/Causal-Distill-XXS

The Codebase for Causal Distillation for Task-Specific Models

Primary LanguagePython

Python 3.7 License CC BY-NC

Causal Distillation for Natural Language Understanding Tasks (DIITO-XXS)

This is an ONGOING research effort. So, don't expect everything to be working. The is an extended implementation of our preprint Causal Distillation for Language Models by applying the method to task-specific models (i.e., the teacher model here is a fine-tuned model). The codebased for the distillation method the distillation interchange intervention training objective (DIITO) can be found here.

We fork our main codebase from the PKD Distillation to ensure a fair comparison.

Release Notes

✅ 02/21/2022 Release this codebase for others who are interested in applying DIITO to task-specific models.

If you experience any issues or have suggestions, please contact me either thourgh the issues page or at wuzhengx@stanford.edu.

Main Contents

Citation

If you use this repository, please cite the following two papers: paper for interchange intervention training, and paper for the our distillation method.

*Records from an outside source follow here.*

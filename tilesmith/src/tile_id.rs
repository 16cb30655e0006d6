//! Tile coordinates.
//! <https://wiki.openstreetmap.org/wiki/Slippy_map_tilenames>

use serde::{Deserialize, Serialize};

/// Number of tiles along one axis at given zoom.
pub fn total_tiles(z: u8) -> u32 {
    1u32 << z
}

/// Coordinates of the tile in the tile grid, without wrapping or overscaling.
#[derive(Debug, PartialEq, Eq, Hash, Clone, Copy, Serialize, Deserialize)]
pub struct CanonicalTileId {
    /// Zoom level, where 0 means the whole world in a single tile.
    pub z: u8,

    /// X number of the tile.
    pub x: u32,

    /// Y number of the tile.
    pub y: u32,
}

impl CanonicalTileId {
    pub fn new(z: u8, x: u32, y: u32) -> Self {
        Self { z, x, y }
    }

    pub fn valid(&self) -> bool {
        self.z <= 24 && self.x < total_tiles(self.z) && self.y < total_tiles(self.z)
    }

    /// Key used by the tiling index: `((2^z * y + x) * 32) + z`.
    pub fn to_id(&self) -> u64 {
        ((u64::from(total_tiles(self.z)) * u64::from(self.y) + u64::from(self.x)) << 5)
            + u64::from(self.z)
    }

    pub fn parent(&self) -> Option<Self> {
        Some(Self {
            z: self.z.checked_sub(1)?,
            x: self.x / 2,
            y: self.y / 2,
        })
    }

    /// Neighbour to the east, wrapping around the antimeridian.
    pub fn east(&self) -> Self {
        Self {
            x: (self.x + 1) % total_tiles(self.z),
            ..*self
        }
    }

    pub fn west(&self) -> Self {
        Self {
            x: (self.x + total_tiles(self.z) - 1) % total_tiles(self.z),
            ..*self
        }
    }
}

/// Tile as requested by the renderer. It might be displayed at a higher zoom than
/// its data (overscaled) and in one of the world copies (wrapped).
#[derive(Debug, PartialEq, Eq, Hash, Clone, Copy, Serialize, Deserialize)]
#[serde(rename_all = "camelCase")]
pub struct OverscaledTileId {
    pub overscaled_z: u8,
    pub wrap: i32,
    pub canonical: CanonicalTileId,
}

impl OverscaledTileId {
    pub fn new(overscaled_z: u8, wrap: i32, canonical: CanonicalTileId) -> Self {
        Self {
            overscaled_z,
            wrap,
            canonical,
        }
    }

    /// Tile which is displayed at the zoom of its data.
    pub fn canonical(canonical: CanonicalTileId) -> Self {
        Self::new(canonical.z, 0, canonical)
    }

    /// How many times the data is magnified.
    pub fn overscale_factor(&self) -> u32 {
        1 << self.overscaled_z.saturating_sub(self.canonical.z)
    }
}

/// Identifier assigned by the main thread to every tile instance. Keys all tile caches.
#[derive(Debug, PartialEq, Eq, Hash, Clone, Copy, PartialOrd, Ord, Serialize, Deserialize)]
pub struct TileUid(pub u64);

impl std::fmt::Display for TileUid {
    fn fmt(&self, f: &mut std::fmt::Formatter<'_>) -> std::fmt::Result {
        write!(f, "{}", self.0)
    }
}

#[cfg(test)]
mod tests {
    use super::*;

    #[test]
    fn ids_are_unique_per_coordinate() {
        let mut ids = std::collections::HashSet::new();
        for z in 0..5 {
            for x in 0..total_tiles(z) {
                for y in 0..total_tiles(z) {
                    assert!(ids.insert(CanonicalTileId::new(z, x, y).to_id()));
                }
            }
        }
    }

    #[test]
    fn id_layout() {
        assert_eq!(CanonicalTileId::new(0, 0, 0).to_id(), 0);
        assert_eq!(CanonicalTileId::new(1, 1, 0).to_id(), 33);
        assert_eq!(CanonicalTileId::new(2, 1, 2).to_id(), (4 * 2 + 1) * 32 + 2);
    }

    #[test]
    fn neighbours_wrap() {
        let tile = CanonicalTileId::new(2, 0, 1);
        assert_eq!(tile.west(), CanonicalTileId::new(2, 3, 1));
        assert_eq!(tile.west().east(), tile);
        assert_eq!(tile.parent(), Some(CanonicalTileId::new(1, 0, 0)));
        assert_eq!(CanonicalTileId::new(0, 0, 0).parent(), None);
    }

    #[test]
    fn overscaling() {
        let tile = OverscaledTileId::new(5, 0, CanonicalTileId::new(3, 1, 1));
        assert_eq!(tile.overscale_factor(), 4);
        assert_eq!(OverscaledTileId::canonical(tile.canonical).overscale_factor(), 1);
    }
}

  @article{geiger-etal-2021-iit,
        title={Inducing Causal Structure for Interpretable Neural Networks}, 
        author={Geiger, Atticus and Wu, Zhengxuan and Lu, Hanson and Rozner, Josh and Kreiss, Elisa and Icard, Thomas and Goodman, Noah D. and Potts, Christopher},
        year={2021},
        eprint={2112.00826},
        archivePrefix={arXiv},
        primaryClass={cs.LG}
  }

  @article{wu-etal-2021-distill,
        title={Causal Distillation for Language Models}, 
        author={Wu, Zhengxuan and Geiger, Atticus and Rozner, Josh and Kreiss, Elisa and Lu, Hanson and Icard, Thomas and Potts, Christopher and Goodman, Noah D.},
        year={2021},
        eprint={2112.02505},
        archivePrefix={arXiv},
        primaryClass={cs.CL}
  }

Requirements

  • Python 3.6 or 3.7 are supported.
  • Pytorch Version: 1.9.0
  • Transfermers Version: 4.11.3
  • Datasets Version: Version: 1.8.0
  • Since we build our codebase off the Huggingface Distillation Interface, please review their doc for requirements.

Distillation

Now, here is an example for you to distill with our causal distillation objective or without,

python KD_training.py \
--task_name SST-2 \
--output_dir data/outputs/KD/SST-2/teacher_12layer/ \
--bert_model bert-base-uncased \
--max_seq_length 128 \
--train_batch_size 32 \
--learning_rate 2e-5 \
--num_train_epochs 5 \
--eval_batch_size 32 \
--gradient_accumulation_steps 1 \
--log_interval 10 \
--checkpoint_interval 100 \
--do_train \
--fp16 False \
--student_hidden_layers 6 \
--fc_layer_idx 1,3,5,7,9 \
--kd_model kd \
--alpha 0.7 \
--T 20 \
--is_wandb \
--wandb_metadata wuzhengx:DIITO-XXS \
--neuron_mapping full \
--is_diito \
--interchange_prop 0.3